### Problem statement
Your answer is the lines below, exactly, from the one that contains "particle pool |" through the one that contains "view transform |", both included.

** Data shown follows **

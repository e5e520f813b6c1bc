//! Frame-stepped interaction, physics, particle, and drawing engine.
//!
//! This crate is compiled to WebAssembly and driven by a host UI once per
//! display frame. The host writes node, pointer, and particle state through
//! flat numeric buffers; [`engine::EngineCore::process_frame`] advances every
//! subsystem by `dt` and hands back dense buffers (transforms, particles,
//! events, draw paths) for the host to paint. Nothing here touches the DOM.
//!
//! ## Module layout
//!
//! | Module | Role |
//! |--------|------|
//! | [`engine`] | Frame orchestrator and testable [`engine::EngineCore`] |
//! | [`wasm`] | `wasm-bindgen` host boundary ([`wasm::SceneEngine`]) |
//! | [`scene`] | Node table and node flags |
//! | [`gesture`] | Pointer bindings, tap/drag/pinch recognition |
//! | [`physics`] | Constraints and the per-node stepper |
//! | [`particles`] | Capacity-bounded particle pool |
//! | [`paths`] | Freehand draw-path recorder |
//! | [`hit`] | Topmost-wins hit-testing |
//! | [`image`] | RGBA image registry and resampling |
//! | [`geom`] | Points, pinch and resample anchoring math |
//! | [`view`] | Scene-to-device view transform |
//! | [`error`] | [`error::EngineError`] |
//! | [`consts`] | Shared numeric limits and defaults |

pub mod consts;
pub mod engine;
pub mod error;
pub mod geom;
pub mod gesture;
pub mod hit;
pub mod image;
pub mod particles;
pub mod paths;
pub mod physics;
pub mod scene;
pub mod view;
pub mod wasm;

pub use engine::{EngineCore, EngineStats, FrameOutput};
pub use error::EngineError;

** End of Data shown **

### Finished exercise
//! | [`particles`] | Capacity-bounded particle pool |
//! | [`paths`] | Freehand draw-path recorder |
//! | [`hit`] | Topmost-wins hit-testing |
//! | [`image`] | RGBA image registry and resampling |
//! | [`geom`] | Points, pinch and resample anchoring math |
//! | [`view`] | Scene-to-device view transform |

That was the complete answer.